I have found mornings really bad but it seems to have changed and I feel I have the anxious brick in the stomach around 2 ish now. I never get through a day without anxiety at some point. I think I’m doing okay and then suddenly there it is and then it sets me back. I have a constant sadness but I try to go out. I meet my friend for coffee. Go out with my sister and go to yoga class but it seems to grab me when I least expect it. I still take sleeping tables as I’d have done since I lost my husband. I can’t manage without them. I think I would feel more anxious if I got no sleep. The thought of being awake all night scares me x
Jan. So sorry you were not with your partner at the end. My wife died at 4am but the hospital called me in and I was able to be with her with our family. She felt my daughter-in-law’s pregnancy bump then I held her hand. Her grip weakened and I kissed her Goodbye. As she passed I kept talking to her for half an hour as I had read you can still hear for a while after. I was able to tell her how much I loved her. This has given me some comfort but I am in tears writing this. It is part of grieving. The hospital should have allowed you that precious moment. That they did not is unforgivable.

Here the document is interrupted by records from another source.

//! Bundle assembler
//!
//! Composes the ordered entry set for one visit into a single
//! transaction bundle. A fresh encounter correlation id is minted per
//! assembly and shared by every entry, so all resources in the bundle
//! bind to the same clinical encounter.
//!
//! Entry order is a compatibility contract with receivers that process
//! transaction entries sequentially: encounter first, then vital-sign
//! observations, diagnoses, medication requests, medication dispenses.

use crate::domain::{
    Diagnosis, GarudaError, MedicationDispense, MedicationRequest, Result, VisitDetail,
    VisitRecord, VitalSign,
};
use crate::fhir::{Bundle, BundleEntry};
use crate::mapper::{
    format_time, ConditionDiagnosisMapper, EncounterDiagnosisRef, EncounterMapper,
    MedicationDispenseMapper, MedicationRequestMapper, VitalSignMapper,
};
use uuid::Uuid;

/// Builds the transaction bundle for one ready visit record.
#[derive(Debug, Clone)]
pub struct BundleAssembler {
    organization_id: String,
    convert_to_utc: bool,
}

impl BundleAssembler {
    pub fn new(organization_id: impl Into<String>, convert_to_utc: bool) -> Self {
        Self {
            organization_id: organization_id.into(),
            convert_to_utc,
        }
    }

    /// Assemble the full bundle for a record.
    ///
    /// Sections decode from whatever is currently persisted; an element
    /// that fails its required-field check is skipped, never failing the
    /// whole bundle. An unreadable visit-detail snapshot is a hard error
    /// since nothing can reference the encounter.
    pub fn assemble(&self, record: &VisitRecord) -> Result<Bundle> {
        let encounter_id = Uuid::new_v4().to_string();
        let detail = record.visit_detail().ok_or_else(|| {
            GarudaError::Mapping(format!(
                "visit {} has an unreadable visit_detail snapshot",
                record.visit_id
            ))
        })?;

        // Diagnoses are mapped first so the encounter can reference them,
        // but their entries land after the vital signs.
        let (diagnosis_entries, encounter_diagnosis) =
            self.diagnosis_entries(&encounter_id, &detail, record.diagnosis());

        let mut entries =
            vec![self.encounter_entry(&encounter_id, &detail, encounter_diagnosis)?];
        entries.extend(self.vital_sign_entries(&encounter_id, &detail, record.vital_sign())?);
        entries.extend(diagnosis_entries);
        entries.extend(self.medication_request_entries(
            &encounter_id,
            &detail,
            record.medication_request(),
        ));
        entries.extend(self.medication_dispense_entries(
            &encounter_id,
            &detail,
            record.medication_dispense(),
        ));

        Ok(Bundle::transaction(entries))
    }

    fn encounter_entry(
        &self,
        encounter_id: &str,
        detail: &VisitDetail,
        diagnosis: Vec<EncounterDiagnosisRef>,
    ) -> Result<BundleEntry> {
        let mapper = EncounterMapper {
            encounter_id: encounter_id.to_string(),
            patient_satusehat_id: detail.patient_satusehat_id.clone(),
            patient_name: detail.patient_name.clone(),
            practitioner_satusehat_id: detail.practitioner_satusehat_id.clone(),
            practitioner_name: detail.practitioner_name.clone(),
            organization_id: self.organization_id.clone(),
            location_name: detail.clinic_name.clone(),
            location_id: detail.clinic_satusehat_id.clone(),
            period_start_date: self.time(detail.period_start_date),
            period_end_date: self.time(detail.period_end_date),
            arrived_start_time: self.time(detail.arrived_start_time),
            arrived_end_time: self.time(detail.arrived_end_time),
            in_progress_start_time: self.time(detail.in_progress_start_time),
            in_progress_end_time: self.time(detail.in_progress_end_time),
            finish_start_time: self.time(detail.finish_start_time),
            finish_end_time: self.time(detail.finish_end_time),
            diagnosis,
        };
        mapper.bundle_entry()
    }

    fn vital_sign_entries(
        &self,
        encounter_id: &str,
        detail: &VisitDetail,
        vital_sign: Option<VitalSign>,
    ) -> Result<Vec<BundleEntry>> {
        let Some(vital_sign) = vital_sign else {
            return Ok(Vec::new());
        };
        let mapper = VitalSignMapper {
            encounter_id: encounter_id.to_string(),
            systole_id: Uuid::new_v4().to_string(),
            diastole_id: Uuid::new_v4().to_string(),
            heart_rate_id: Uuid::new_v4().to_string(),
            temperature_id: Uuid::new_v4().to_string(),
            respiration_rate_id: Uuid::new_v4().to_string(),
            oxygen_saturation_id: Uuid::new_v4().to_string(),
            patient_satusehat_id: detail.patient_satusehat_id.clone(),
            patient_name: detail.patient_name.clone(),
            time: self.time(detail.period_start_date),
            practitioner_satusehat_id: detail.practitioner_satusehat_id.clone(),
            practitioner_name: detail.practitioner_name.clone(),
            systole: vital_sign.systole,
            diastole: vital_sign.diastole,
            heart_rate: vital_sign.heart_rate,
            temperature: vital_sign.temperature,
            respiration_rate: vital_sign.respiration_rate,
            oxygen_saturation: vital_sign.oxygen_saturation,
        };
        mapper.bundle_entries()
    }

    fn diagnosis_entries(
        &self,
        encounter_id: &str,
        detail: &VisitDetail,
        diagnoses: Option<Vec<Diagnosis>>,
    ) -> (Vec<BundleEntry>, Vec<EncounterDiagnosisRef>) {
        let mut entries = Vec::new();
        let mut refs = Vec::new();

        for diagnosis in diagnoses.unwrap_or_default() {
            let condition_id = Uuid::new_v4().to_string();
            let mapper = ConditionDiagnosisMapper {
                condition_id: condition_id.clone(),
                encounter_id: encounter_id.to_string(),
                patient_satusehat_id: detail.patient_satusehat_id.clone(),
                patient_name: detail.patient_name.clone(),
                time: self.time(diagnosis.diagnosis_date),
                icd_code: diagnosis.diagnosis_code.clone(),
                icd_name: diagnosis.diagnosis_name.clone(),
            };
            match mapper.bundle_entry() {
                Ok(entry) => {
                    refs.push(EncounterDiagnosisRef {
                        id: condition_id,
                        display: diagnosis.diagnosis_name,
                    });
                    entries.push(entry);
                }
                Err(_) => continue,
            }
        }

        (entries, refs)
    }

    fn medication_request_entries(
        &self,
        encounter_id: &str,
        detail: &VisitDetail,
        requests: Option<Vec<MedicationRequest>>,
    ) -> Vec<BundleEntry> {
        let mut entries = Vec::new();
        for request in requests.unwrap_or_default() {
            let mapper = MedicationRequestMapper {
                medication_id: Uuid::new_v4().to_string(),
                medication_request_id: Uuid::new_v4().to_string(),
                encounter_id: encounter_id.to_string(),
                organization_id: self.organization_id.clone(),
                prescription_id: request.prescription_id.to_string(),
                kfa_code: request.kfa_code.unwrap_or_default(),
                kfa_display: request.kfa_name.unwrap_or_default(),
                medicine_type: request.medicine_type,
                patient_type: request.patient_type,
                patient_id: detail.patient_satusehat_id.clone(),
                patient_name: detail.patient_name.clone(),
                practitioner_id: request.practitioner_id.unwrap_or_default(),
                practitioner_name: request.practitioner_name.unwrap_or_default(),
                date: self.time(request.date),
            };
            if let Ok(pair) = mapper.bundle_entries() {
                entries.extend(pair);
            }
        }
        entries
    }

    fn medication_dispense_entries(
        &self,
        encounter_id: &str,
        detail: &VisitDetail,
        dispenses: Option<Vec<MedicationDispense>>,
    ) -> Vec<BundleEntry> {
        let mut entries = Vec::new();
        for dispense in dispenses.unwrap_or_default() {
            let mapper = MedicationDispenseMapper {
                medication_id: Uuid::new_v4().to_string(),
                medication_dispense_id: Uuid::new_v4().to_string(),
                encounter_id: encounter_id.to_string(),
                organization_id: self.organization_id.clone(),
                prescription_id: dispense.prescription_id.to_string(),
                kfa_code: dispense.kfa_code.unwrap_or_default(),
                kfa_display: dispense.kfa_name.unwrap_or_default(),
                medicine_type: dispense.medicine_type,
                patient_type: dispense.patient_type,
                patient_id: detail.patient_satusehat_id.clone(),
                patient_name: detail.patient_name.clone(),
                practitioner_id: dispense.practitioner_id.unwrap_or_default(),
                practitioner_name: dispense.practitioner_name.unwrap_or_default(),
                prepared_date: self.time(dispense.prescription_start_date),
                handover_date: self.time(dispense.handover_date),
                batch_number: dispense.batch_number.clone(),
                expiration_date: self.time(dispense.expired_date),
            };
            if let Ok(pair) = mapper.bundle_entries() {
                entries.extend(pair);
            }
        }
        entries
    }

    fn time(&self, t: Option<chrono::NaiveDateTime>) -> String {
        format_time(t, self.convert_to_utc)
    }
}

Thank you your kind words. I’m still struggling to come to terms with what happened that day it’s so hard. I left him at 5.00pm and at 6.25pm my phone rang and the nurse said “Can you come up to the hospital, he’s having a panic attack and asking for you, he keeps saying he thinks he’s dying but it’s just a panic attack.” I told her I would be there within 20-25 minutes. When I got to the ward she met me in the corridor and said “I’m sorry he’s gone”!!! I started screaming “No no no no”. I don’t think I will ever come to terms with it, he knew he was dying and wanted me and why on earth did the nurse think it was “just a panic attack”??? I wish, like you, I had been able to hold him and comfort him in those last minutes and it breaks my heart to think he may have been frightened and needed me.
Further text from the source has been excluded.